__Given data__:
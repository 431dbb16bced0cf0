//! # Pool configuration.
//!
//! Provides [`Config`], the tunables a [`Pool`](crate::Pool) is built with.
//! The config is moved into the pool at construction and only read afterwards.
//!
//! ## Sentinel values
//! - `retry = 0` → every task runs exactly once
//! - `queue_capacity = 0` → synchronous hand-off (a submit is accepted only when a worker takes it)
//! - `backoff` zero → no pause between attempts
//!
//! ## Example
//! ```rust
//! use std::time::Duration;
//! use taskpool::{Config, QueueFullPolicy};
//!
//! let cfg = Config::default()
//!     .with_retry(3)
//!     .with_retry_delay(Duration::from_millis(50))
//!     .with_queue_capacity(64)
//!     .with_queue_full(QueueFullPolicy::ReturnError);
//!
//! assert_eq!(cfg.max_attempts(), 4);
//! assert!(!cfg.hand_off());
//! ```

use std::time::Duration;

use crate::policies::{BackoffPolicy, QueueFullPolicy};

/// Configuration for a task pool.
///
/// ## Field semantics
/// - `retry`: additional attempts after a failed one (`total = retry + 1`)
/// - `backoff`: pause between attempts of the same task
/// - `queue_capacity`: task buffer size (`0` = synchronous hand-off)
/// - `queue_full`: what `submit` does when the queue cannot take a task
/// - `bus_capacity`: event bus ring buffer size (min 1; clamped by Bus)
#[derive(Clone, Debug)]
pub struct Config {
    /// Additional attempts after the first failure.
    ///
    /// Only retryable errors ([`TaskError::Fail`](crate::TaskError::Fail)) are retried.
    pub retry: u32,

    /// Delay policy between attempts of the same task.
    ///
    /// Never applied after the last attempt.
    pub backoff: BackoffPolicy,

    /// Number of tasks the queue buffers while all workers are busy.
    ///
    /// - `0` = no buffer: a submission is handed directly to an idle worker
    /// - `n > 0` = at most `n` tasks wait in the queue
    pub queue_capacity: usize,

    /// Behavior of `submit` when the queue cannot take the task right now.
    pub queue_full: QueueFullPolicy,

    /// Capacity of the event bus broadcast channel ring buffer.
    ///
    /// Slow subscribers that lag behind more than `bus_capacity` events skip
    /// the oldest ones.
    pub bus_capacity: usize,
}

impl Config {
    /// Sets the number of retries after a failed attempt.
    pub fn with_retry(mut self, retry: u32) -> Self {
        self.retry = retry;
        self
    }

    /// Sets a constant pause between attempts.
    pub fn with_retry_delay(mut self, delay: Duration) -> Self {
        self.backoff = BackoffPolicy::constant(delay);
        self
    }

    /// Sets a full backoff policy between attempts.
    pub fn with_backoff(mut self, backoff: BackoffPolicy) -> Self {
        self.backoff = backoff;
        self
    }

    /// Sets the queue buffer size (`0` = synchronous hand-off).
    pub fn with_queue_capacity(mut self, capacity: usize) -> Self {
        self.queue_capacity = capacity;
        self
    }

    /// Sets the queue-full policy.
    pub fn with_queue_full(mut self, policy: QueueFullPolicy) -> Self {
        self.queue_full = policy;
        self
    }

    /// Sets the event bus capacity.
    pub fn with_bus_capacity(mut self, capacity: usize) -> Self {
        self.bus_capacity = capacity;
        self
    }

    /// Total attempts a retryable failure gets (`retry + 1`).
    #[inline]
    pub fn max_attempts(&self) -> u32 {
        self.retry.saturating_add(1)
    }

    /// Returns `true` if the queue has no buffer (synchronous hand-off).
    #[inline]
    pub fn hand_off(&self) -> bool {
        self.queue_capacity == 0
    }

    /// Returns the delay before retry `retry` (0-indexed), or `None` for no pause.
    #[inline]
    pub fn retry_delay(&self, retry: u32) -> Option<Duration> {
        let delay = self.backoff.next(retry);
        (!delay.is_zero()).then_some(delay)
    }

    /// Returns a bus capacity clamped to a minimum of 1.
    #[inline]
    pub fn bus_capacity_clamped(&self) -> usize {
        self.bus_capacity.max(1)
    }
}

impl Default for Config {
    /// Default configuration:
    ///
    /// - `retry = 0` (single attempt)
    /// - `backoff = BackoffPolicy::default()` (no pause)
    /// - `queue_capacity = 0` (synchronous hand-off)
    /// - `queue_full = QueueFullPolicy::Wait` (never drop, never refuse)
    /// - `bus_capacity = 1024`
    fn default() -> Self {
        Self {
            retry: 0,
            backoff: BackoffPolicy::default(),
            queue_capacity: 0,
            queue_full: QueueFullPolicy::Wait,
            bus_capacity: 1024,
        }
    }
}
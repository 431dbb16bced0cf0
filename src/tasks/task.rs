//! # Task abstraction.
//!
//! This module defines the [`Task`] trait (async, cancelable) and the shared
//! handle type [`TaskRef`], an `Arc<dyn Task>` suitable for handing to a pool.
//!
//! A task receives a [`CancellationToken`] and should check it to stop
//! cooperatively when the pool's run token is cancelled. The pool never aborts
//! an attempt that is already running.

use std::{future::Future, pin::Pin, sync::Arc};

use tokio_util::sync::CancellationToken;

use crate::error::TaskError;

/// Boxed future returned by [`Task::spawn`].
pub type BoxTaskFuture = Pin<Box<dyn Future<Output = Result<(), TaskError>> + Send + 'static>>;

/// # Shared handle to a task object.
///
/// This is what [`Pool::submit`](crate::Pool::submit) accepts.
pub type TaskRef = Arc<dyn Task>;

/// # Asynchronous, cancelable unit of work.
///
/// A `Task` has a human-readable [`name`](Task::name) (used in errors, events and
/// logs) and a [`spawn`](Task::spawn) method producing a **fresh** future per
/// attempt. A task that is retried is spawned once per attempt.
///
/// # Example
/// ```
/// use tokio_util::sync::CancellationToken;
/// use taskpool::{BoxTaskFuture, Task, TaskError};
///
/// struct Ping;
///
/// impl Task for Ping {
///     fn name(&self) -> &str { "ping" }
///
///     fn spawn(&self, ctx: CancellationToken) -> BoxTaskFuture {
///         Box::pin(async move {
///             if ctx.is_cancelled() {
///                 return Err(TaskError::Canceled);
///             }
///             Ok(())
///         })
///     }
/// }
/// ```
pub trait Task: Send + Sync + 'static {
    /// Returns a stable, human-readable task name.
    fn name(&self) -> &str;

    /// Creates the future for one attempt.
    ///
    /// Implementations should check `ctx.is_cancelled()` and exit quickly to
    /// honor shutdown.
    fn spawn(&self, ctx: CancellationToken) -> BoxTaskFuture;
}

__What the task asks__:
Only a number belongs in the answer: state how many lines of the entries above hold "retryable".

__Exercise answer__:
2